With more than 10 million inhabitants, Sao Paulo is the largest city in South America, and one of the largest metropolises worldwide. The city population was historically composed of y immigration by settlers from European countries, mainly Portugal, Spain and Italy, and by the forced immigration of slaves from African countries. According to official demographic information, whites account for more than two thirds (67%) of the city population, and blacks account for 30%. The remaining population comprises individuals from Asian (mostly Japanese) descent and a few indigenous descendants. Racial miscegenation is a prominent characteristic of the Brazilian population, and light-skinned blacks (nearly 85% of blacks in the city) markedly prevail in the black population.

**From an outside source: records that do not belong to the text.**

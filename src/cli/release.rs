use clap::Parser;
use dialoguer::Confirm;
use tracing::instrument;

use super::{Context, terminal::Colorize};

#[derive(Debug, clap::Subcommand)]
pub enum Release {
    /// Show the current release, its freeze state, and all known releases
    Status,

    /// Create a new release from the current one
    ///
    /// The current release is processed first, lock directives are removed
    /// from the documents, and every live requirement is carried into the new
    /// release as stable. Deleted requirements are archived.
    Create(Create),

    /// Freeze the current release
    Freeze,

    /// Unfreeze the current release
    Unfreeze(Unfreeze),

    /// Remove every lock directive from the documents
    ResetLocks,
}

impl Release {
    pub fn run(self, context: &Context) -> anyhow::Result<()> {
        match self {
            Self::Status => Self::status(context),
            Self::Create(command) => command.run(context),
            Self::Freeze => Self::freeze(context),
            Self::Unfreeze(command) => command.run(context),
            Self::ResetLocks => Self::reset_locks(context),
        }
    }

    #[instrument(skip_all)]
    fn status(context: &Context) -> anyhow::Result<()> {
        let processor = context.processor()?;
        let store = processor.store();
        let config = store.config();

        match config.current() {
            Some(current) if store.is_frozen() => {
                println!("Current release: {} {}", current.success(), "(frozen)".warning());
            }
            Some(current) => println!("Current release: {}", current.success()),
            None => println!("Current release: {}", "none".dim()),
        }
        if !config.releases().is_empty() {
            println!("Releases: {}", config.releases().join(", "));
        }
        if let Some(hash) = config.frozen_hash().filter(|_| store.is_frozen()) {
            println!("Fingerprint: {}", hash.dim());
        }
        Ok(())
    }

    #[instrument(skip_all)]
    fn freeze(context: &Context) -> anyhow::Result<()> {
        let mut processor = context.processor()?;
        let hash = processor.freeze_release()?;
        let version = processor.store().config().current().unwrap_or_default();
        println!("{} froze release {version}", "✓".success());
        println!("  {}", hash.dim());
        Ok(())
    }

    #[instrument(skip_all)]
    fn reset_locks(context: &Context) -> anyhow::Result<()> {
        let processor = context.processor()?;
        let changed = processor.reset_lock_directives()?;
        if changed.is_empty() {
            println!("No lock directives found");
        }
        for path in changed {
            println!("  {}", format!("updated {}", path.display()).warning());
        }
        Ok(())
    }
}

#[derive(Debug, Parser)]
pub struct Create {
    /// The version label of the new release, e.g. 1.1
    version: String,

    /// Overwrite the release if it already exists
    #[arg(long)]
    force: bool,

    /// Skip the confirmation prompt when overwriting
    #[arg(short, long)]
    yes: bool,
}

impl Create {
    #[instrument(skip(context))]
    fn run(self, context: &Context) -> anyhow::Result<()> {
        let mut processor = context.processor()?;
        let exists = processor
            .store()
            .release_directory(&self.version)
            .exists();

        if exists && self.force && !self.yes {
            let proceed = Confirm::new()
                .with_prompt(format!("Release {} already exists. Overwrite it?", self.version))
                .default(false)
                .interact()?;
            if !proceed {
                println!("Aborted");
                return Ok(());
            }
        }

        let release = processor.create_release(&self.version, self.force)?;
        println!(
            "{} created release {}",
            "✓".success(),
            release.version.success()
        );
        println!(
            "  {} requirements, {} archived",
            release.requirements.len(),
            release.archive.len()
        );
        Ok(())
    }
}

#[derive(Debug, Parser)]
pub struct Unfreeze {
    /// Skip the confirmation prompt
    #[arg(short, long)]
    yes: bool,
}

impl Unfreeze {
    #[instrument(skip(context))]
    fn run(self, context: &Context) -> anyhow::Result<()> {
        let mut processor = context.processor()?;
        if !processor.store().is_frozen() {
            println!("Current release is not frozen");
            return Ok(());
        }

        if !self.yes {
            let proceed = Confirm::new()
                .with_prompt("Unfreezing allows the release to change again. Continue?")
                .default(false)
                .interact()?;
            if !proceed {
                println!("Aborted");
                return Ok(());
            }
        }

        processor.unfreeze_release()?;
        println!("{} unfroze release", "✓".success());
        Ok(())
    }
}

Data on deaths occurring in the city were obtained from death certificates, which are systematically gathered by the official system of information on mortality. This information allowed the stratification of deaths by gender, age, race, year, place of residence and underlying cause. The study period is from 2003 to 2009, and all deaths of individuals living in the city were considered eligible for the study, irrespective of the place in which death occurred.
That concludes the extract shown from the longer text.